### [DATA SECTION]
--------------------

use eventsource_stream::Eventsource;
use serde::Deserialize;
use tokio_stream::StreamExt;

use crate::error::LlmError;
use crate::provider::ChatStream;

const DONE_MARKER: &str = "[DONE]";

/// Turn a chat-completions event stream into text deltas. Role-only events
/// and the `[DONE]` marker produce nothing.
pub(crate) fn chat_delta_stream(provider: String, response: reqwest::Response) -> ChatStream {
    let deltas = response
        .bytes_stream()
        .eventsource()
        .filter_map(move |event| match event {
            Ok(event) => parse_delta(&provider, &event.data),
            Err(e) => Some(Err(LlmError::SseParse(format!("{provider}: {e}")))),
        });
    Box::pin(deltas)
}

fn parse_delta(provider: &str, data: &str) -> Option<Result<String, LlmError>> {
    if data.trim() == DONE_MARKER {
        return None;
    }

    let chunk: DeltaChunk = match serde_json::from_str(data) {
        Ok(chunk) => chunk,
        Err(e) => {
            return Some(Err(LlmError::SseParse(format!(
                "failed to parse SSE data from {provider}: {e}"
            ))));
        }
    };

    if let Some(err) = chunk.error {
        return Some(Err(LlmError::SseParse(format!(
            "{provider} stream error: {}",
            err.message
        ))));
    }
    if let Some(usage) = chunk.x_groq.and_then(|x| x.usage) {
        tracing::debug!(
            provider,
            prompt_tokens = usage.prompt_tokens,
            completion_tokens = usage.completion_tokens,
            "stream usage"
        );
    }

    let choice = chunk.choices.into_iter().next()?;
    if choice.finish_reason.as_deref() == Some("length") {
        tracing::warn!(provider, "answer truncated at max_tokens");
    }
    choice
        .delta
        .content
        .filter(|text| !text.is_empty())
        .map(Ok)
}

#[derive(Deserialize)]
struct DeltaChunk {
    #[serde(default)]
    choices: Vec<DeltaChoice>,
    #[serde(default)]
    error: Option<StreamError>,
    /// Groq reports token usage on the final chunk under this key.
    #[serde(default)]
    x_groq: Option<GroqExtension>,
}

#[derive(Deserialize)]
struct DeltaChoice {
    #[serde(default)]
    delta: Delta,
    #[serde(default)]
    finish_reason: Option<String>,
}

#[derive(Default, Deserialize)]
struct Delta {
    #[serde(default)]
    content: Option<String>,
}

#[derive(Deserialize)]
struct StreamError {
    message: String,
}

#[derive(Deserialize)]
struct GroqExtension {
    #[serde(default)]
    usage: Option<Usage>,
}

#[derive(Deserialize)]
struct Usage {
    #[serde(default)]
    prompt_tokens: u64,
    #[serde(default)]
    completion_tokens: u64,
}
use std::future::Future;
use std::time::Duration;

use reqwest::StatusCode;
use reqwest::header::HeaderMap;

use crate::error::LlmError;

const BASE_BACKOFF_MS: u64 = 500;

/// Parse the `Retry-After` header value as seconds, falling back to exponential backoff.
pub(crate) fn retry_delay(headers: &HeaderMap, attempt: u32) -> Duration {
    if let Some(val) = headers.get("retry-after")
        && let Ok(s) = val.to_str()
        && let Ok(secs) = s.trim().parse::<u64>()
    {
        return Duration::from_secs(secs);
    }
    backoff(attempt)
}

fn backoff(attempt: u32) -> Duration {
    Duration::from_millis(BASE_BACKOFF_MS << attempt.min(16))
}

/// Map a non-success HTTP status to an error. Google reports an invalid key as
/// `400 INVALID_ARGUMENT` with reason `API_KEY_INVALID`.
pub(crate) fn classify_status(provider: &str, status: StatusCode, body: &str) -> LlmError {
    match status.as_u16() {
        401 | 403 => LlmError::Unauthorized {
            provider: provider.to_owned(),
        },
        400 if body.contains("API_KEY_INVALID") => LlmError::Unauthorized {
            provider: provider.to_owned(),
        },
        429 => LlmError::RateLimited {
            provider: provider.to_owned(),
        },
        500..=599 => LlmError::Transient {
            provider: provider.to_owned(),
            reason: format!("status {status}"),
        },
        code => LlmError::Api {
            provider: provider.to_owned(),
            status: code,
        },
    }
}

fn classify_transport(provider: &str, err: reqwest::Error) -> LlmError {
    if err.is_timeout() {
        LlmError::Timeout {
            provider: provider.to_owned(),
        }
    } else if err.is_connect() {
        LlmError::Transient {
            provider: provider.to_owned(),
            reason: err.to_string(),
        }
    } else {
        LlmError::Http(err)
    }
}

/// Send an HTTP request, retrying up to `max_retries` times on rate limiting,
/// 5xx responses, timeouts and connection failures.
///
/// `f` builds and sends a fresh request on every call. Authentication failures
/// and other client errors are returned immediately. Returns the successful
/// `Response` for further processing by the caller.
///
/// # Errors
///
/// Returns the classified error of the last attempt.
pub(crate) async fn send_with_retry<F, Fut>(
    provider_name: &str,
    max_retries: u32,
    mut f: F,
) -> Result<reqwest::Response, LlmError>
where
    F: FnMut() -> Fut,
    Fut: Future<Output = Result<reqwest::Response, reqwest::Error>>,
{
    let mut attempt = 0;
    loop {
        let (err, delay) = match f().await {
            Ok(response) => {
                let status = response.status();
                if status.is_success() {
                    return Ok(response);
                }
                let delay = retry_delay(response.headers(), attempt);
                let body = response.text().await.unwrap_or_default();
                let err = classify_status(provider_name, status, &body);
                if !err.is_transient() {
                    tracing::error!(provider = provider_name, %status, "API error: {body}");
                    return Err(err);
                }
                (err, delay)
            }
            Err(e) => {
                let err = classify_transport(provider_name, e);
                if !err.is_transient() {
                    tracing::error!(provider = provider_name, "request failed: {err}");
                    return Err(err);
                }
                (err, backoff(attempt))
            }
        };

        if attempt >= max_retries {
            tracing::warn!(
                provider = provider_name,
                attempts = attempt + 1,
                "giving up: {err}"
            );
            return Err(err);
        }
        attempt += 1;
        tracing::warn!(
            "{err}, retrying in {}ms ({attempt}/{max_retries})",
            delay.as_millis()
        );
        tokio::time::sleep(delay).await;
    }
}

--------------------

### [DIRECTIONS]
The entries above hold the needed span. Transcribe exactly the lines from the one with "use reqwest::header::HeaderMap;" to the one with "fn backoff(attempt: u32)", both included.

### [ANSWER TO THIS EXERCISE]
use reqwest::header::HeaderMap;

use crate::error::LlmError;

const BASE_BACKOFF_MS: u64 = 500;

/// Parse the `Retry-After` header value as seconds, falling back to exponential backoff.
pub(crate) fn retry_delay(headers: &HeaderMap, attempt: u32) -> Duration {
    if let Some(val) = headers.get("retry-after")
        && let Ok(s) = val.to_str()
        && let Ok(secs) = s.trim().parse::<u64>()
    {
        return Duration::from_secs(secs);
    }
    backoff(attempt)
}

fn backoff(attempt: u32) -> Duration {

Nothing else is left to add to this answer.